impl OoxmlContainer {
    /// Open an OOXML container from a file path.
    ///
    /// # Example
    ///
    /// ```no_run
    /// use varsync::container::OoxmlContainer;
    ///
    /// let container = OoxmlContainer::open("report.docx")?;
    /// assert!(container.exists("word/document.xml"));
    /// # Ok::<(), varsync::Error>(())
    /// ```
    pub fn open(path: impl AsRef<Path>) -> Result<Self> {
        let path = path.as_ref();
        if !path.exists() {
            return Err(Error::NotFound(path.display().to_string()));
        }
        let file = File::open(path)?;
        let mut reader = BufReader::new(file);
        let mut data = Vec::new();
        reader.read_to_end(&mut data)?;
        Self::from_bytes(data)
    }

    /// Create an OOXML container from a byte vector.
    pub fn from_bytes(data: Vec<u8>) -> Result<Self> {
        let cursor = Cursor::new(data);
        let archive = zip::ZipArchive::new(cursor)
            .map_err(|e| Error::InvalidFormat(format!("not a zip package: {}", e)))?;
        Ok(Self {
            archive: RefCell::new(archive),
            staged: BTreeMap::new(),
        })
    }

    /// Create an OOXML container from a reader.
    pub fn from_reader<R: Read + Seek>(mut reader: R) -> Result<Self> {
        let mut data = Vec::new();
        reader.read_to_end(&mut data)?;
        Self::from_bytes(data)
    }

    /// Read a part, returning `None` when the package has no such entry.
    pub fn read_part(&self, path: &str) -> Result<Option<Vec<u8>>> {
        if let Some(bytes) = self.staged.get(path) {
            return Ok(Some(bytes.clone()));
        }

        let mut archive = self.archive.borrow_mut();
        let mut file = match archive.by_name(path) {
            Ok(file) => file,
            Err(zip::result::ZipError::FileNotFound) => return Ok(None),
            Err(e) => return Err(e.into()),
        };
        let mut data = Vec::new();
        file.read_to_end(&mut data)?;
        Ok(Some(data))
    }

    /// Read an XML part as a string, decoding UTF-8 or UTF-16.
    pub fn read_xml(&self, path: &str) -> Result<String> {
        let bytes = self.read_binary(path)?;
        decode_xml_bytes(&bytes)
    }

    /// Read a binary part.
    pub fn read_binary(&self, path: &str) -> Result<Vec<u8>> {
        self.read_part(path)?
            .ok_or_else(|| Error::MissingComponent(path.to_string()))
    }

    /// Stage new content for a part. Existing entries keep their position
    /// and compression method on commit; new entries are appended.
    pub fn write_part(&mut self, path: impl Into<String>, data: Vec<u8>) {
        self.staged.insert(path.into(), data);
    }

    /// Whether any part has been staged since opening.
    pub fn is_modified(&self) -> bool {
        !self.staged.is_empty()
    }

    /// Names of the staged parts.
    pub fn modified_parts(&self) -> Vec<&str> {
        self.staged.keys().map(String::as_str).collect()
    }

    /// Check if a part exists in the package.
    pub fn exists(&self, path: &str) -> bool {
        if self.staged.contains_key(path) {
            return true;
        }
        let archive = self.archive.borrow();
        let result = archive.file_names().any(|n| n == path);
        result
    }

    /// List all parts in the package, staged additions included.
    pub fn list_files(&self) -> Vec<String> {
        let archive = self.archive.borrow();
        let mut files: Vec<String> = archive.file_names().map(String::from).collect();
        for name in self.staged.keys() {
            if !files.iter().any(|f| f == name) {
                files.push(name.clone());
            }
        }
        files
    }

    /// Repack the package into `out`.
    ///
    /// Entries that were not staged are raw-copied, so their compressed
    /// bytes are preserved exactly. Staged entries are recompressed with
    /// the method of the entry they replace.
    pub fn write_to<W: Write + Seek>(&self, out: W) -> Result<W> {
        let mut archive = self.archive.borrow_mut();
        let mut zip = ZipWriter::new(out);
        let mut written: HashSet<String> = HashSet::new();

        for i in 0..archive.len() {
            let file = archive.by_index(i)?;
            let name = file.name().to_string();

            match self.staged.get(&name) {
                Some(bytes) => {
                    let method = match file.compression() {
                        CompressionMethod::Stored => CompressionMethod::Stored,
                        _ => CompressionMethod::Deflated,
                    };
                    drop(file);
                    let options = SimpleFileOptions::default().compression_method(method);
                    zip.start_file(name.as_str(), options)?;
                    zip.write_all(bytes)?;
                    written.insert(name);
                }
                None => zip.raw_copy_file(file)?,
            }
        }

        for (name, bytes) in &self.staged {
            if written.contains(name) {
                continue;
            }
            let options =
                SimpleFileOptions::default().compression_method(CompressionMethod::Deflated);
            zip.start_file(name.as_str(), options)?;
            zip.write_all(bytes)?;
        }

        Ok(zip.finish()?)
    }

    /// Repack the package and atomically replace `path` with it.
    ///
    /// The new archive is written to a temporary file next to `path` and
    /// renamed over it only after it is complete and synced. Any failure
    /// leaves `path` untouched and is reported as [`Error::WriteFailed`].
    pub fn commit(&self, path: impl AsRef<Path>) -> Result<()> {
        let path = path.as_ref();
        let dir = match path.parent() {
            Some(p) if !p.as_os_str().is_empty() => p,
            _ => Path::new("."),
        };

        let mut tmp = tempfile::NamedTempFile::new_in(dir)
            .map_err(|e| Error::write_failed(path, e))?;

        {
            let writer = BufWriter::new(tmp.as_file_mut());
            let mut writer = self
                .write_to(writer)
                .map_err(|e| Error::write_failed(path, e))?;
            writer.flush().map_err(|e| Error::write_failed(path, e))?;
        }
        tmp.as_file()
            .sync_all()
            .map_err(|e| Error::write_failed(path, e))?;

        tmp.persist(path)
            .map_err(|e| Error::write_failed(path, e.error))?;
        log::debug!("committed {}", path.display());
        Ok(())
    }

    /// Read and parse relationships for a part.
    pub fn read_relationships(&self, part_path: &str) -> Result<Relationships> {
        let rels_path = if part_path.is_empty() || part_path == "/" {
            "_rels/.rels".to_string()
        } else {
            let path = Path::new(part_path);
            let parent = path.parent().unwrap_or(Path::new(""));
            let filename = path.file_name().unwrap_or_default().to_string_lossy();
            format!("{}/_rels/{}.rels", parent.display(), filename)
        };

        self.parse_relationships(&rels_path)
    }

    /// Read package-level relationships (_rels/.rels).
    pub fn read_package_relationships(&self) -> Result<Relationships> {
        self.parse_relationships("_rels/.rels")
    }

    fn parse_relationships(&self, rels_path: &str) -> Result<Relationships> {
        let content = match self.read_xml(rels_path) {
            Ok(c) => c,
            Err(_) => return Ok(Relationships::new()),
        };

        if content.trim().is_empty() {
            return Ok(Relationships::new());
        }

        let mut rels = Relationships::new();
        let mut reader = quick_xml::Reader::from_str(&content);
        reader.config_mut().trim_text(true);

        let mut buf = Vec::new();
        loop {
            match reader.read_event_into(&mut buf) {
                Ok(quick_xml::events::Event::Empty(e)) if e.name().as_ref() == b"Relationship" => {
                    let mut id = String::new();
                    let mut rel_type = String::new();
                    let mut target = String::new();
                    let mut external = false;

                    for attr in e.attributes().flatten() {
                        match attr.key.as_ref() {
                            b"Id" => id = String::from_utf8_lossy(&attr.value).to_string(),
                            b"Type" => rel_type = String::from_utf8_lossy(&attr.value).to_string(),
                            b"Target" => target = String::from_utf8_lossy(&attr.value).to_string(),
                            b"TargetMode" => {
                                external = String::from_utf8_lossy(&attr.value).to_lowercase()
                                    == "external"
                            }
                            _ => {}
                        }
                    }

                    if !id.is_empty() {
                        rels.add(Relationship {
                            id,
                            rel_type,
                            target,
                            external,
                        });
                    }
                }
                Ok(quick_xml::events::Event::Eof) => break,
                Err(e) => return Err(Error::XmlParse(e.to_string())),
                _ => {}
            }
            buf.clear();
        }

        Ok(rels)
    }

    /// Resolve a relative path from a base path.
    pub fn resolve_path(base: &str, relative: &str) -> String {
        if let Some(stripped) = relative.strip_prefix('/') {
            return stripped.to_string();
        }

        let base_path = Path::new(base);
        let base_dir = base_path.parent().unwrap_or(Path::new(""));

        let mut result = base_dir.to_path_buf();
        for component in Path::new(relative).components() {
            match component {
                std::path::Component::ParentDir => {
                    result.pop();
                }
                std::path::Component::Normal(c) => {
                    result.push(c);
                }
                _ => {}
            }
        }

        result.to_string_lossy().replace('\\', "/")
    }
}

§ **REQUIRED ACTION**:
What is needed is every line from the data above that includes the string "format", copied out.

§ **FINISHED TASK**:
            .map_err(|e| Error::InvalidFormat(format!("not a zip package: {}", e)))?;
            format!("{}/_rels/{}.rels", parent.display(), filename)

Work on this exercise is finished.